SOLO, MENARA62.COM — Menanggapi kondisi demokrasi menuju Pemilihan umum (Pemilu) 2024, Guru Besar Ilmu Hukum Universitas Muhammadiyah Surakarta (UMS) Prof., Dr., Aidul Fitriciada Azhari, S.H., M.Hum., mengungkapkan keresahan sivitas akademika melalui Maklumat Kebangsaan.

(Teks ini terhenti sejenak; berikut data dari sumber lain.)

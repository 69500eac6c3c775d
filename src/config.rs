//! Configuration management
//!
//! Configuration is read from a TOML file, then `ROLLUP_*` environment
//! variables override individual values. Every section has defaults, so an
//! empty file is a valid configuration.
//!
//! ```toml
//! [store]
//! supported_periods = ["hourly", "daily", "monthly", "yearly"]
//! max_lock_retries = 5
//!
//! [lock]
//! kind = "shared"
//! ttl_secs = 120
//!
//! [redis]
//! enabled = true
//! url = "redis://127.0.0.1:6379"
//! ```

use serde::{Deserialize, Serialize};
use std::path::Path;

use crate::error::ConfigError;
use crate::fail_fast::FailFastConfig;
use crate::ingestion::IngestConfig;
use crate::lock::{LockConfig, LockKind};
use crate::redis::RedisConfig;
use crate::services::WatchDogConfig;
use crate::storage::{BufferConfig, StoreConfig};
use crate::types::Period;

/// Main configuration structure
#[derive(Debug, Clone, Default, PartialEq, Deserialize, Serialize)]
pub struct Config {
    /// Tiers and write protocol
    #[serde(default)]
    pub store: StoreConfig,

    /// Per-entity lock
    #[serde(default)]
    pub lock: LockConfig,

    /// Circuit breaker backoff
    #[serde(default)]
    pub fail_fast: FailFastConfig,

    /// Watchdog tick
    #[serde(default)]
    pub watchdog: WatchDogConfig,

    /// Optional write buffer
    #[serde(default)]
    pub buffer: BufferConfig,

    /// Redis backend
    #[serde(default)]
    pub redis: RedisConfig,

    /// Ingest worker
    #[serde(default)]
    pub ingest: IngestConfig,

    /// Log output
    #[serde(default)]
    pub logging: LoggingConfig,
}

/// Logging configuration
#[derive(Debug, Clone, PartialEq, Eq, Deserialize, Serialize)]
pub struct LoggingConfig {
    /// Level or filter directive (error, warn, info, debug, trace)
    #[serde(default = "default_log_level")]
    pub level: String,

    /// Emit JSON lines instead of human-readable output
    #[serde(default)]
    pub json: bool,
}

fn default_log_level() -> String {
    "info".to_string()
}

impl Default for LoggingConfig {
    fn default() -> Self {
        Self {
            level: default_log_level(),
            json: false,
        }
    }
}

impl Config {
    /// Load configuration from a TOML file
    pub fn from_file(path: impl AsRef<Path>) -> Result<Self, ConfigError> {
        let path = path.as_ref();
        let contents = std::fs::read_to_string(path).map_err(|e| ConfigError::Read {
            path: path.display().to_string(),
            reason: e.to_string(),
        })?;
        Self::from_toml_str(&contents)
    }

    /// Parse configuration from TOML text
    pub fn from_toml_str(contents: &str) -> Result<Self, ConfigError> {
        toml::from_str(contents).map_err(|e| ConfigError::Parse(e.to_string()))
    }

    /// Load a file, apply environment overrides and validate
    pub fn load(path: impl AsRef<Path>) -> Result<Self, ConfigError> {
        let mut config = Self::from_file(path)?;
        config.apply_env_overrides()?;
        config.validate()?;
        Ok(config)
    }

    /// Defaults with environment overrides applied
    pub fn from_env() -> Result<Self, ConfigError> {
        let mut config = Self::default();
        config.apply_env_overrides()?;
        Ok(config)
    }

    /// Apply `ROLLUP_*` environment variable overrides
    pub fn apply_env_overrides(&mut self) -> Result<(), ConfigError> {
        self.apply_overrides(|name| std::env::var(name).ok())
    }

    fn apply_overrides<F>(&mut self, var: F) -> Result<(), ConfigError>
    where
        F: Fn(&str) -> Option<String>,
    {
        // Store
        if let Some(periods) = var("ROLLUP_SUPPORTED_PERIODS") {
            self.store.supported_periods = parse_periods(&periods)?;
        }
        if let Some(retries) = var("ROLLUP_MAX_LOCK_RETRIES") {
            self.store.max_lock_retries = parse_number("ROLLUP_MAX_LOCK_RETRIES", &retries)?;
        }

        // Lock
        if let Some(kind) = var("ROLLUP_LOCK_KIND") {
            self.lock.kind = match kind.trim().to_ascii_lowercase().as_str() {
                "local" => LockKind::Local,
                "shared" => LockKind::Shared,
                other => {
                    return Err(ConfigError::Invalid(format!(
                        "ROLLUP_LOCK_KIND must be 'local' or 'shared', got '{}'",
                        other
                    )))
                },
            };
        }
        if let Some(ttl) = var("ROLLUP_LOCK_TTL_SECS") {
            self.lock.ttl_secs = parse_number("ROLLUP_LOCK_TTL_SECS", &ttl)?;
        }

        // Breaker and watchdog
        if let Some(ms) = var("ROLLUP_FAIL_FAST_INITIAL_MS") {
            self.fail_fast.initial_backoff_ms = parse_number("ROLLUP_FAIL_FAST_INITIAL_MS", &ms)?;
        }
        if let Some(ms) = var("ROLLUP_FAIL_FAST_MAX_MS") {
            self.fail_fast.max_backoff_ms = parse_number("ROLLUP_FAIL_FAST_MAX_MS", &ms)?;
        }
        if let Some(ms) = var("ROLLUP_WATCHDOG_INTERVAL_MS") {
            self.watchdog.interval_ms = parse_number("ROLLUP_WATCHDOG_INTERVAL_MS", &ms)?;
        }

        // Buffer
        if let Some(enabled) = var("ROLLUP_BUFFER_ENABLED") {
            self.buffer.enabled = parse_bool("ROLLUP_BUFFER_ENABLED", &enabled)?;
        }
        if let Some(ms) = var("ROLLUP_BUFFER_GRANULARITY_MS") {
            self.buffer.granularity_ms = parse_number("ROLLUP_BUFFER_GRANULARITY_MS", &ms)?;
        }

        // Redis
        if let Some(url) = var("ROLLUP_REDIS_URL") {
            self.redis.url = url;
            self.redis.enabled = true;
        }
        if let Some(enabled) = var("ROLLUP_REDIS_ENABLED") {
            self.redis.enabled = parse_bool("ROLLUP_REDIS_ENABLED", &enabled)?;
        }

        // Logging
        if let Some(level) = var("ROLLUP_LOG_LEVEL") {
            self.logging.level = level;
        }
        if let Some(json) = var("ROLLUP_LOG_JSON") {
            self.logging.json = parse_bool("ROLLUP_LOG_JSON", &json)?;
        }

        Ok(())
    }

    /// Validate configuration
    pub fn validate(&self) -> Result<(), ConfigError> {
        let invalid = |msg: &str| Err(ConfigError::Invalid(msg.to_string()));

        if self.store.supported_periods.is_empty() {
            return invalid("store.supported_periods cannot be empty");
        }
        if self
            .store
            .supported_periods
            .iter()
            .all(|p| matches!(p, Period::Realtime | Period::Forever))
        {
            return invalid("store.supported_periods needs at least one bounded summarized period");
        }
        if self.store.max_lock_retries == 0 {
            return invalid("store.max_lock_retries must be > 0");
        }

        if self.lock.max_wait_ms == 0 {
            return invalid("lock.max_wait_ms must be > 0");
        }
        if self.lock.ttl_secs == 0 {
            return invalid("lock.ttl_secs must be > 0");
        }
        if self.lock.kind == LockKind::Shared && !self.redis.enabled {
            return invalid("lock.kind = \"shared\" requires redis.enabled");
        }

        if self.fail_fast.initial_backoff_ms == 0 {
            return invalid("fail_fast.initial_backoff_ms must be > 0");
        }
        if self.fail_fast.initial_backoff_ms > self.fail_fast.max_backoff_ms {
            return invalid("fail_fast.initial_backoff_ms cannot exceed fail_fast.max_backoff_ms");
        }

        if self.watchdog.interval_ms == 0 {
            return invalid("watchdog.interval_ms must be > 0");
        }
        if self.buffer.granularity_ms == 0 {
            return invalid("buffer.granularity_ms must be > 0");
        }
        if self.ingest.channel_capacity == 0 {
            return invalid("ingest.channel_capacity must be > 0");
        }

        if self.redis.enabled {
            self.redis.validate().map_err(ConfigError::Invalid)?;
        }

        Ok(())
    }

    /// Render as TOML
    pub fn to_toml_string(&self) -> Result<String, ConfigError> {
        toml::to_string_pretty(self).map_err(|e| ConfigError::Parse(e.to_string()))
    }
}

fn parse_periods(raw: &str) -> Result<Vec<Period>, ConfigError> {
    raw.split(',')
        .map(str::trim)
        .filter(|s| !s.is_empty())
        .map(|s| {
            s.parse::<Period>()
                .map_err(|e| ConfigError::Invalid(format!("ROLLUP_SUPPORTED_PERIODS: {}", e)))
        })
        .collect()
}

fn parse_number<T: std::str::FromStr>(name: &str, raw: &str) -> Result<T, ConfigError> {
    raw.trim()
        .parse()
        .map_err(|_| ConfigError::Invalid(format!("{} must be a number, got '{}'", name, raw)))
}

fn parse_bool(name: &str, raw: &str) -> Result<bool, ConfigError> {
    match raw.trim().to_ascii_lowercase().as_str() {
        "1" | "true" | "yes" | "on" => Ok(true),
        "0" | "false" | "no" | "off" => Ok(false),
        _ => Err(ConfigError::Invalid(format!(
            "{} must be a boolean, got '{}'",
            name, raw
        ))),
    }
}

#[cfg(test)]
mod tests {
    use super::*;
    use std::collections::HashMap;
    use std::io::Write;

    fn overrides(pairs: &[(&str, &str)]) -> impl Fn(&str) -> Option<String> {
        let map: HashMap<String, String> = pairs
            .iter()
            .map(|(k, v)| (k.to_string(), v.to_string()))
            .collect();
        move |name| map.get(name).cloned()
    }

    #[test]
    fn test_default_config() {
        let config = Config::default();
        assert_eq!(
            config.store.supported_periods,
            vec![Period::Hourly, Period::Daily, Period::Monthly, Period::Yearly]
        );
        assert_eq!(config.store.max_lock_retries, 5);
        assert_eq!(config.lock.kind, LockKind::Local);
        assert_eq!(config.lock.ttl_secs, 120);
        assert_eq!(config.fail_fast.initial_backoff_ms, 1000);
        assert_eq!(config.watchdog.interval_ms, 1000);
        assert!(!config.buffer.enabled);
        assert!(!config.redis.enabled);
        assert_eq!(config.logging.level, "info");
        assert!(config.validate().is_ok());
    }

    #[test]
    fn test_empty_toml_is_default() {
        assert_eq!(Config::from_toml_str("").unwrap(), Config::default());
    }

    #[test]
    fn test_partial_toml() {
        let config = Config::from_toml_str(
            r#"
            [store]
            supported_periods = ["fifteen_minute", "daily"]

            [lock]
            kind = "shared"

            [redis]
            enabled = true
            url = "redis://cache:6379"

            [logging]
            json = true
            "#,
        )
        .unwrap();

        assert_eq!(
            config.store.supported_periods,
            vec![Period::FifteenMinute, Period::Daily]
        );
        assert_eq!(config.store.max_lock_retries, 5);
        assert_eq!(config.lock.kind, LockKind::Shared);
        assert_eq!(config.redis.url, "redis://cache:6379");
        assert!(config.logging.json);
        assert_eq!(config.logging.level, "info");
        assert!(config.validate().is_ok());
    }

    #[test]
    fn test_unknown_period_rejected() {
        let err = Config::from_toml_str("[store]\nsupported_periods = [\"fortnightly\"]").unwrap_err();
        assert!(matches!(err, ConfigError::Parse(_)));
    }

    #[test]
    fn test_realtime_only_rejected() {
        let mut config = Config::default();
        config.store.supported_periods = vec![Period::Realtime];
        assert!(matches!(config.validate(), Err(ConfigError::Invalid(_))));
    }

    #[test]
    fn test_forever_only_rejected() {
        let err = Config::from_toml_str("[store]\nsupported_periods = [\"forever\"]")
            .and_then(|config| config.validate())
            .unwrap_err();
        assert!(matches!(err, ConfigError::Invalid(_)));

        let mut config = Config::default();
        config.store.supported_periods = vec![Period::Forever, Period::Daily];
        assert!(config.validate().is_ok());
    }

    #[test]
    fn test_zero_intervals_rejected() {
        let mut config = Config::default();
        config.watchdog.interval_ms = 0;
        assert!(config.validate().is_err());

        let mut config = Config::default();
        config.buffer.granularity_ms = 0;
        assert!(config.validate().is_err());
    }

    #[test]
    fn test_backoff_ordering_rejected() {
        let mut config = Config::default();
        config.fail_fast.initial_backoff_ms = 60_000;
        config.fail_fast.max_backoff_ms = 1_000;
        assert!(config.validate().is_err());
    }

    #[test]
    fn test_redis_url_required_when_enabled() {
        let mut config = Config::default();
        config.redis.enabled = true;
        config.redis.url.clear();
        assert!(config.validate().is_err());
    }

    #[test]
    fn test_shared_lock_requires_redis() {
        let mut config = Config::default();
        config.lock.kind = LockKind::Shared;
        assert!(config.validate().is_err());

        config.redis.enabled = true;
        assert!(config.validate().is_ok());
    }

    #[test]
    fn test_env_overrides() {
        let mut config = Config::default();
        config
            .apply_overrides(overrides(&[
                ("ROLLUP_SUPPORTED_PERIODS", "hourly, weekly"),
                ("ROLLUP_LOCK_KIND", "Shared"),
                ("ROLLUP_REDIS_URL", "redis://other:6380"),
                ("ROLLUP_LOG_LEVEL", "debug"),
                ("ROLLUP_BUFFER_ENABLED", "yes"),
                ("ROLLUP_MAX_LOCK_RETRIES", "9"),
            ]))
            .unwrap();

        assert_eq!(
            config.store.supported_periods,
            vec![Period::Hourly, Period::Weekly]
        );
        assert_eq!(config.lock.kind, LockKind::Shared);
        assert!(config.redis.enabled);
        assert_eq!(config.redis.url, "redis://other:6380");
        assert_eq!(config.logging.level, "debug");
        assert!(config.buffer.enabled);
        assert_eq!(config.store.max_lock_retries, 9);
    }

    #[test]
    fn test_bad_env_override() {
        let mut config = Config::default();
        assert!(config
            .apply_overrides(overrides(&[("ROLLUP_SUPPORTED_PERIODS", "hourly,sometimes")]))
            .is_err());
        assert!(config
            .apply_overrides(overrides(&[("ROLLUP_LOCK_KIND", "distributed")]))
            .is_err());
        assert!(config
            .apply_overrides(overrides(&[("ROLLUP_WATCHDOG_INTERVAL_MS", "soon")]))
            .is_err());
    }

    #[test]
    fn test_from_file() {
        let mut file = tempfile::NamedTempFile::new().unwrap();
        writeln!(file, "[watchdog]\ninterval_ms = 250").unwrap();

        let config = Config::from_file(file.path()).unwrap();
        assert_eq!(config.watchdog.interval_ms, 250);
    }

    #[test]
    fn test_missing_file() {
        let dir = tempfile::tempdir().unwrap();
        let err = Config::from_file(dir.path().join("absent.toml")).unwrap_err();
        assert!(matches!(err, ConfigError::Read { .. }));
    }

    #[test]
    fn test_toml_round_trip() {
        let mut config = Config::default();
        config.buffer.enabled = true;
        config.store.supported_periods = vec![Period::Minutely, Period::Hourly];

        let text = config.to_toml_string().unwrap();
        assert_eq!(Config::from_toml_str(&text).unwrap(), config);
    }
}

Maklumat Kebangsaan yang diserukan oleh Sivitas Akademika UMS, pada mulanya berangkat dari keprihatinan dan keresahan sivitas akademika terhadap perkembangan demokrasi di Indonesia. Sehingga maklumat ini murni merupakan aktualisasi dari nilai-nilai akademis intelektual warga Muhammadiyah, yang sehari-hari bergelut dengan perkembangan ilmu pengetahuan.
“Menyangkut aspek akademis di dalamnya, nilai moral lebih utama daripada kepentingan politis, sehingga tidak ada kepentingan elektoral tertentu. Jadi kita menghimbau atau seruan moral kami semata-mata ditujukan kehidupan demokrasi yang kami rasakan semakin merosot,” tegasnya Senin (5/2).
Aidul Fitriciada Azhari menyampaikan respon dari beberapa kalangan pihak Istana, sebagai orkestrasi politik. Padahal ini merupakan orkestrasi kewarasan, nurani, dan moral. Dia juga menegaskan bahwa gerakan Guru Besar dan gerakan akademisi tidak terkoneksi dengan misalnya koalisi masyarakat sipil tertentu, sehingga seruan dari akademisi murni pertimbangan dan diskusi internal kampus.
Keadaan ini dirasakan semakin buruk, tambahnya, panggilan moral ini lebih kuat untuk tampil menyerukan keprihatinan terhadap perkembangan demokrasi.
“Biasanya Guru Besar tidak terlalu banyak merespon, sibuk riset, laporan dan lain sebagainya. Bisa dibayangkan jangankan berpikir politis, untuk menghadapi kehidupan sehari-hari sebenarnya sudah cukup banyak menyita waktu,” ungkapnya.
Menurutnya, persoalan apakah itu diterima atau direspon dengan buruk tinggal dikembalikan pada nurani pemerintah dan pejabat di Istana.
“Salah satu yang kita kritisi sebenarnya adalah nepotisme. Dan nepotisme ini adalah suatu hal yang diperjuangkan di awal Reformasi. Jangan lupa pergerakan dulu salah satunya dari UMS, bahkan sebut lah salah satunya peristiwa 98, berawal dari jembatan Kampus 1,” tambahnya.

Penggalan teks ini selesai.